The problem is particular important because the more correction one needs to make to reach that 110 ka timepoint on the Evolution rate means that the transition is occurring early and with greater impact. I pointed out this problem to Andrew, that trees that were not bushy in Klyosovs were 'evolutionarily' shorter, indicating that reversion occurs more rapidly than evident. The geneaological rate would be off by 5 fold at approximately 110 ka (IOW we are in the magnitude range of error). Here in lies the problem, within that 4000 to 20000 year range in which local MRCAs are being calculated as Klyosov is doing, the transition between the genealogical and evolutionary rate is occurring, but as of yet we don't know its' impact.PB666 yap 17:45, 19 January 2010 (UTC)

  • Sharma et al. 2009.
- Unfortunately this paper did not use an updated set of markers and the R1* was not resolved.
- The major reason I would have returned this paper back for revision if I was the referee, is that the figure legends of this paper are atrocious. If one reads the paper several times eventually one will figure out which group the abbreviations are refering to, I found at least 2 errors, and there are some ambiguities that are created as a result. Data taken from the paper or conclusions drawn from aspects of the table that are erroneous or ambiguous should not be used on this page.
- "How that load of slapdash crap passed peer and editorial review is a mystery, and certainly no credit to the personnel involved." - In spirit I agree, ubt the material in the paper was publishable, IMHO, however a good EoC would have insisted on major stylistic revisions.
- As per Andrews reply- as the admins have told him WP:IDIDNTHEARTHAT repeatedly this is yet another instance. Sharma is poorly presented paper, this is what the editor is getting at, the results are easily confused and thus if someone gets confused about its results, its not a wonder. Any serious scientist reading the paper would tell you the paper needs help.
  • Steppe cultures section.
- I completely agree that this section has gotten entirely too much focus with the very weakest of data, the latest insertions of Klyosov by Andrew strengthen the point, the only way he manages to show that the Andronovo culture aDNA is closer to Russians is by removing all other ethnicities from the comparison, there is no scale given on the cladograms.
- I have warned that this section is driven largely by an idea, not reality. The strongest argument for the origin of IE is in anatolia and its spread is in the Bronze age, The Indo-Iranian language is an early branch off of the stem language. The strongest regional evidence for the origin of the Bronze age is in the region of Anatolia and fertile crescent and SE Europe, not the E. Ukraine-Volga-Ural region. The Andronovo culture is a bronze age culture and has stronger links to earlier bronze age cultures than it does to Ural-Volga (Kurgan) cultures which were decidedly Neolithic. The connection with IE language is PIE, however no-one knows were PIE arose, this is speculative, and Keyser's results clearly indicate that the R1a1a STRs in the Andronovo samples are not more closely related to the Kurgan-PIE origina region, but to regions South and West of this region.

We need to remove the mythologies from this article! The kurgan hypothesis is driven by ethnoracial perceptions and is not driven by the current theories and facts as they stand. I completely agree, due to the strength of the South Asian and Middle Eastern origin hypothesis relative to the current understanding of Ukraine-Volga-Ural origin this section is greatly overrepresented by mostly old papers or papers from controversial authors and sources.PB666 yap 18:07, 19 January 2010 (UTC)

I think you sum up the Sharma case. I see no problem with citing it fwiiw now that we've already gone to the trouble of spending time scrutinizing it, if only to buy us peace from the "Aryan" trolls. It would be ideal to cite it alongside a review, are you aware of anybody expressing a published opinion on the Sharma paper?
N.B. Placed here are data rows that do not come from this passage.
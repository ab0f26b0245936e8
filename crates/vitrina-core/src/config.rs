use crate::app_config::{AppConfig, Environment};
use crate::ConfigError;

/// Load application configuration from environment variables.
///
/// Calls `dotenvy::dotenv().ok()` to load `.env` files before reading env vars.
///
/// # Errors
///
/// Returns `ConfigError` if required env vars are missing or values are invalid.
pub fn load_app_config() -> Result<AppConfig, ConfigError> {
    dotenvy::dotenv().ok();
    load_app_config_from_env()
}

/// Load application configuration from environment variables already in the process.
///
/// Unlike [`load_app_config`], this does NOT load `.env` files — useful for testing
/// or when the caller manages env setup.
///
/// # Errors
///
/// Returns `ConfigError` if required env vars are missing or values are invalid.
pub fn load_app_config_from_env() -> Result<AppConfig, ConfigError> {
    build_app_config(|key| std::env::var(key))
}

/// Build application configuration using the provided env-var lookup function.
///
/// This is the core parsing/validation logic, decoupled from the actual environment
/// so it can be tested with a pure `HashMap` lookup — no `set_var`/`remove_var` needed.
fn build_app_config<F>(lookup: F) -> Result<AppConfig, ConfigError>
where
    F: Fn(&str) -> Result<String, std::env::VarError>,
{
    use std::net::SocketAddr;

    let require = |var: &str| -> Result<String, ConfigError> {
        lookup(var).map_err(|_| ConfigError::MissingEnvVar(var.to_string()))
    };

    let or_default = |var: &str, default: &str| -> String {
        lookup(var).unwrap_or_else(|_| default.to_string())
    };

    let parse_addr = |var: &str, default: &str| -> Result<SocketAddr, ConfigError> {
        let raw = or_default(var, default);
        raw.parse::<SocketAddr>()
            .map_err(|e| ConfigError::InvalidEnvVar {
                var: var.to_string(),
                reason: e.to_string(),
            })
    };

    let parse_u64 = |var: &str, default: &str| -> Result<u64, ConfigError> {
        let raw = or_default(var, default);
        raw.parse::<u64>().map_err(|e| ConfigError::InvalidEnvVar {
            var: var.to_string(),
            reason: e.to_string(),
        })
    };

    let supabase_url = require("SUPABASE_URL")?;
    let supabase_anon_key = require("SUPABASE_ANON_KEY")?;
    let supabase_service_key = lookup("SUPABASE_SERVICE_KEY").ok();

    let airtable_api_key = lookup("AIRTABLE_API_KEY").ok();
    let airtable_base_id = lookup("AIRTABLE_BASE_ID").ok();
    let airtable_table_name = or_default("AIRTABLE_TABLE_NAME", "Table 1");

    let aws_access_key_id = require("AWS_ACCESS_KEY_ID")?;
    let aws_secret_access_key = require("AWS_SECRET_ACCESS_KEY")?;
    let s3_bucket_name = require("S3_BUCKET_NAME")?;
    let s3_region = require("S3_REGION")?;

    let env = parse_environment(&or_default("VITRINA_ENV", "development"));
    let bind_addr = parse_addr("VITRINA_BIND_ADDR", "0.0.0.0:3000")?;
    let log_level = or_default("VITRINA_LOG_LEVEL", "info");

    let url_expiration_secs = parse_u64("VITRINA_URL_EXPIRATION_SECS", "10800")?;
    let cache_safety_margin_secs = parse_u64("VITRINA_CACHE_SAFETY_MARGIN_SECS", "300")?;
    let request_timeout_secs = parse_u64("VITRINA_REQUEST_TIMEOUT_SECS", "30")?;
    let placeholder_path = or_default("VITRINA_PLACEHOLDER_PATH", "/static/img/placeholder.jpg");

    Ok(AppConfig {
        env,
        bind_addr,
        log_level,
        supabase_url,
        supabase_anon_key,
        supabase_service_key,
        airtable_api_key,
        airtable_base_id,
        airtable_table_name,
        aws_access_key_id,
        aws_secret_access_key,
        s3_bucket_name,
        s3_region,
        url_expiration_secs,
        cache_safety_margin_secs,
        request_timeout_secs,
        placeholder_path,
    })
}

/// Parse a string into an `Environment` variant.
///
/// Unrecognized values default to `Environment::Development`.
fn parse_environment(s: &str) -> Environment {
    match s {
        "production" => Environment::Production,
        "test" => Environment::Test,
        _ => Environment::Development,
    }
}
as for "The kurgan hypothesis is driven by ethnoracial perceptions" I beg to differ. The Kurgan hypothesis is a hypothesis combining comparative linguistic with archaeological evidence. It is a bona fide theory as such, but it has nothing whatsoever to do with genetics. If a disfigured version of it turns up on an article on a Y haplogroup, this is the problem of Wikipedia, not the Kurgan hypothesis. The Kurgan hypothesis is completely imperturbed by any possible lieu of origin fo R1a geneticists may or may not agree on. The Kurgan hypothesis also does not postulate that the Bronze Age originated in the Pontic steppe, I am not sure how you got that impression. --dab (𒁳) 18:17, 19 January 2010 (UTC)
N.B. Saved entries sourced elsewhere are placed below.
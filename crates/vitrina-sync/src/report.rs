//! JSON result envelope for batch sync runs.

use chrono::{DateTime, Utc};
use serde::Serialize;

use crate::engine::SyncStats;
use crate::error::SyncError;

/// Outcome of one batch run, serialized by the CLI and the scheduler job.
#[derive(Debug, Serialize)]
pub struct SyncReport {
    pub success: bool,
    #[serde(skip_serializing_if = "Option::is_none")]
    pub message: Option<String>,
    #[serde(skip_serializing_if = "Option::is_none")]
    pub error: Option<String>,
    #[serde(skip_serializing_if = "Option::is_none")]
    pub stats: Option<SyncStats>,
    pub timestamp: DateTime<Utc>,
}

impl SyncReport {
    #[must_use]
    pub fn from_result(result: &Result<SyncStats, SyncError>) -> Self {
        match result {
            Ok(stats) => Self {
                success: true,
                message: Some("sincronización completada exitosamente".to_string()),
                error: None,
                stats: Some(*stats),
                timestamp: Utc::now(),
            },
            Err(e) => Self {
                success: false,
                message: None,
                error: Some(e.to_string()),
                stats: None,
                timestamp: Utc::now(),
            },
        }
    }
}

#[cfg(test)]
mod tests {
    use super::*;

    #[test]
    fn success_report_carries_stats() {
        let stats = SyncStats {
            created: 2,
            updated: 1,
            skipped: 3,
            errors: 0,
            total_processed: 6,
        };
        let report = SyncReport::from_result(&Ok(stats));
        let json = serde_json::to_value(&report).expect("serialization failed");
        assert_eq!(json["success"], true);
        assert_eq!(json["stats"]["created"], 2);
        assert_eq!(json["stats"]["total_processed"], 6);
        assert!(json.get("error").is_none());
    }

    #[test]
    fn failure_report_carries_error_message() {
        let result = Err(SyncError::UnexpectedStatus {
            status: 503,
            url: "https://example.test".to_string(),
        });
        let report = SyncReport::from_result(&result);
        let json = serde_json::to_value(&report).expect("serialization failed");
        assert_eq!(json["success"], false);
        assert!(json["error"].as_str().expect("error string").contains("503"));
        assert!(json.get("stats").is_none());
    }
}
The critical problem here is that authors were treating it as a bronze age culture when in fact it was neolithic. The whole PIE/IE Neolithic/Bronze age waffling with regard to R1a raises the bar of concern, and then when you see authors like Klyosov play loose with the facts in order to force the point. There is nothing solid regarding the Kurgan culture and R1a. The basic problem is the aDNA shows no solid link to Ural-Volga-Ukraine in Keyser et al. who studied STRs over a much broader area. Whether or not Kurgan was PIE or something else..... IE appears to have come from the southwest, and whether the same is true with Bronze age culture is not determined. So that the Andronovo culture that has been somehow glued to PIE and Kurgan, genetically links to the SW and W, linguistically (Indo-Iranian) links to the SW and metallurgically links to cultures to the SW. There is nothing substantive that linkes R1a1 in Andronovo or later cultures to the Western Steppe. The only links shown in Keyser et al which appear to be valid are mtDNA types, indicating a female, probably founder association of Andronovo and the likely invasions of IE bearing bronze-culture of males from SW. The whole R1a1/Kurgan association is a house of cards. Its addition to the page needs to be treated as a minor hypothesis, not as much attention as it is currently given. Follow the evolution of the section from November, you will note a large number of facts inserted were incorrect and represent misunderstandings on the part of editors, some of these misunderstandings reflect the published literature on R1a1. That is basically the problem, authors are creating or forcing myths without a good understanding of what they are talking about. Andrews conclusion that Keyser agreed with these was incorrect, Keyser could not find the connection between R1a1 and Volga-Ural culture, this group was simply stating what others had attributed and showed what they found with R1a1.PB666 yap 23:42, 19 January 2010 (UTC)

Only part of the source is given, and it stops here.